RAN Network Slicing Implementation
During deployment, network slices are associated with tracking areas and NG interfaces to ensure the RAN is aware of the slices configured on the core network.
The gNodeB maps network slices to cells via tracking areas and routes data to the AMF or UPF through the NG interface. VLAN IDs are used to isolate network slice data within the transport network, ensuring separate transmission channels and maintaining service isolation and SLA compliance across slices.
During network slice deployment, a default AMF and UPF are essential to handle UEs without explicit slice identifiers (S-NSSAI or Temp ID). The default AMF manages such UEs by ensuring access to the network, while the default UPF guarantees proper service availability for these UEs. This setup ensures seamless operation and fallback mechanisms, supporting a robust network slicing infrastructure.

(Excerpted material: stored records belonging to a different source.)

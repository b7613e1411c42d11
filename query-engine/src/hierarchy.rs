//! FILENAME: query-engine/src/hierarchy.rs
//! The 4-level aggregation tree:
//! Date -> Entity Type -> Entity Sub Type -> Entity Name.
//!
//! Built once per dataset in a single pass; every node carries the count
//! and the four amount sums of its subtree, so filtered totals are a
//! subtree walk instead of a row scan. A parent's count and sums always
//! equal the sum over its children, and the root equals the dataset.

use engine::{FilterCriteria, Record, Totals};
use rustc_hash::FxHashMap;
use smallvec::SmallVec;

/// Depth of the grouping hierarchy (level 0 = date ... level 3 = entity
/// name).
pub const LEVELS: usize = 4;

/// One node of the aggregation tree. The root sits above level 0 and
/// carries the dataset-wide sums.
#[derive(Debug, Default)]
pub struct HierarchyNode {
    /// Number of records in this subtree.
    pub count: u64,
    /// Amount sums over this subtree.
    pub totals: Totals,
    children: FxHashMap<String, HierarchyNode>,
}

impl HierarchyNode {
    pub fn child(&self, key: &str) -> Option<&HierarchyNode> {
        self.children.get(key)
    }

    pub fn children(&self) -> impl Iterator<Item = (&String, &HierarchyNode)> {
        self.children.iter()
    }

    pub fn child_count(&self) -> usize {
        self.children.len()
    }

    fn accumulate(&mut self, record: &Record) {
        self.count += 1;
        self.totals.add_record(record);
    }
}

/// The rooted tree over the whole dataset.
#[derive(Debug, Default)]
pub struct HierarchyTree {
    root: HierarchyNode,
}

impl HierarchyTree {
    /// Single pass over the dataset; every ancestor on a record's key
    /// path accumulates its count and amounts on the way down.
    pub fn build(records: &[Record]) -> Self {
        let mut root = HierarchyNode::default();

        for record in records {
            let keys: SmallVec<[String; LEVELS]> = SmallVec::from_iter([
                record.date_key(),
                record.entity_type.clone(),
                record.entity_sub_type.clone(),
                record.entity_name.clone(),
            ]);

            root.accumulate(record);
            let mut node = &mut root;
            for key in keys {
                node = node.children.entry(key).or_default();
                node.accumulate(record);
            }
        }

        HierarchyTree { root }
    }

    pub fn root(&self) -> &HierarchyNode {
        &self.root
    }

    /// Totals and count for `criteria`, computed from the precomputed
    /// tree alone. Constrained levels descend into one child;
    /// unconstrained levels sum over all children that still satisfy the
    /// deeper constraints.
    pub fn totals(&self, criteria: &FilterCriteria) -> (Totals, u64) {
        let keys = criteria_keys(criteria);
        let mut totals = Totals::default();
        let mut count = 0u64;
        sum_subtree(&self.root, &keys, 0, &mut totals, &mut count);
        (totals, count)
    }

    /// The group nodes a tree UI shows under `criteria`: the children at
    /// the first unconstrained level below the constrained prefix, each
    /// restricted to the deeper constraints. Sorted ascending by key.
    pub fn group_summaries(&self, criteria: &FilterCriteria) -> Vec<crate::view::GroupSummary> {
        let keys = criteria_keys(criteria);

        // Descend through the constrained prefix of levels.
        let mut node = &self.root;
        let mut level = 0usize;
        while level < LEVELS {
            match &keys[level] {
                Some(key) => match node.child(key) {
                    Some(child) => {
                        node = child;
                        level += 1;
                    }
                    None => return Vec::new(),
                },
                None => break,
            }
        }
        if level >= LEVELS {
            // Every level pinned: nothing left to group by.
            return Vec::new();
        }

        let mut summaries: Vec<crate::view::GroupSummary> = node
            .children()
            .filter_map(|(key, child)| {
                let mut totals = Totals::default();
                let mut count = 0u64;
                sum_subtree(child, &keys, level + 1, &mut totals, &mut count);
                if count == 0 {
                    return None;
                }
                Some(crate::view::GroupSummary {
                    key: key.clone(),
                    level: level as u8,
                    count,
                    totals,
                    has_children: level + 1 < LEVELS,
                })
            })
            .collect();

        summaries.sort_by(|a, b| a.key.cmp(&b.key));
        summaries
    }
}

/// The per-level key constraints of a filter, in hierarchy order.
fn criteria_keys(criteria: &FilterCriteria) -> [Option<String>; LEVELS] {
    [
        criteria.date.map(|d| d.format("%Y-%m-%d").to_string()),
        criteria.entity_type.clone(),
        criteria.entity_sub_type.clone(),
        criteria.entity_name.clone(),
    ]
}

fn sum_subtree(
    node: &HierarchyNode,
    keys: &[Option<String>; LEVELS],
    level: usize,
    totals: &mut Totals,
    count: &mut u64,
) {
    // No deeper constraint: this node's own sums are exact.
    if keys[level..].iter().all(|key| key.is_none()) {
        totals.add(&node.totals);
        *count += node.count;
        return;
    }

    match &keys[level] {
        Some(key) => {
            if let Some(child) = node.child(key) {
                sum_subtree(child, keys, level + 1, totals, count);
            }
        }
        None => {
            for (_, child) in node.children() {
                sum_subtree(child, keys, level + 1, totals, count);
            }
        }
    }
}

The gNodeB selects a default AMF in some scenarios. How is an AMF selected in other scenarios?
The selection of an AMF for a network slice UE depends on the presence of S-NSSAI or Temp ID in the UE’s Msg5 during the initial network access. If the S-NSSAI is reported, the gNodeB uses it to determine the appropriate AMF. If only a Temp ID is provided, the gNodeB retrieves the associated slice information for AMF selection. In cases where neither is provided, the default AMF is used, ensuring the UE can still connect and access services reliably.
AMF selection:
| Temp ID | S-NSSAI Supported by the gNodeB | AMF Selection |
|---|---|---|
| Not present or invalid. | Present. | The gNodeB selects the AMF corresponding to the NG interface associated with the network slice. |
| Present and valid. | Present or not present. | The gNodeB selects the AMF associated with the Temp ID. |
| Not present or invalid. | Not present or invalid. | The gNodeB selects a default AMF associated with an NG interface configured on the network. |
How is the RAN made aware of the network slices configured on the core network side after network slices are deployed on the RAN side?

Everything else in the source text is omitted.